• [Work to be completed]: Where in the data below does the word "from" appear? Copy each line that holds it.

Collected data
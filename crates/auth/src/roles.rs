//! Role set and the explicit capability check.

use std::collections::BTreeSet;

use serde::{Deserialize, Serialize};

use podharbor_core::{DomainResult, Fault};

/// The closed role set. At most one account ever holds `Admin`.
#[derive(
    Debug, Clone, Copy, PartialEq, Eq, Hash, PartialOrd, Ord, Serialize, Deserialize,
)]
#[serde(rename_all = "SCREAMING_SNAKE_CASE")]
pub enum Role {
    User,
    Admin,
}

impl core::fmt::Display for Role {
    fn fmt(&self, f: &mut core::fmt::Formatter<'_>) -> core::fmt::Result {
        match self {
            Role::User => f.write_str("USER"),
            Role::Admin => f.write_str("ADMIN"),
        }
    }
}

/// Capability check invoked at the top of each guarded operation.
///
/// Replaces declarative framework security: the operation names the role it
/// needs, in code, where the mutation happens.
pub fn require_role(roles: &BTreeSet<Role>, required: Role) -> DomainResult<()> {
    if roles.contains(&required) {
        Ok(())
    } else {
        Err(Fault::admin_required().with_detail(format!("required role: {required}")))
    }
}

#[cfg(test)]
mod tests {
    use super::*;

    #[test]
    fn admin_passes_user_fails() {
        let admin = BTreeSet::from([Role::Admin]);
        let user = BTreeSet::from([Role::User]);

        assert!(require_role(&admin, Role::Admin).is_ok());
        assert_eq!(
            require_role(&user, Role::Admin).unwrap_err().code,
            "ADMIN_REQUIRED"
        );
    }
}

• [Answer for the task]:
        let admin = BTreeSet::from([Role::Admin]);
        let user = BTreeSet::from([Role::User]);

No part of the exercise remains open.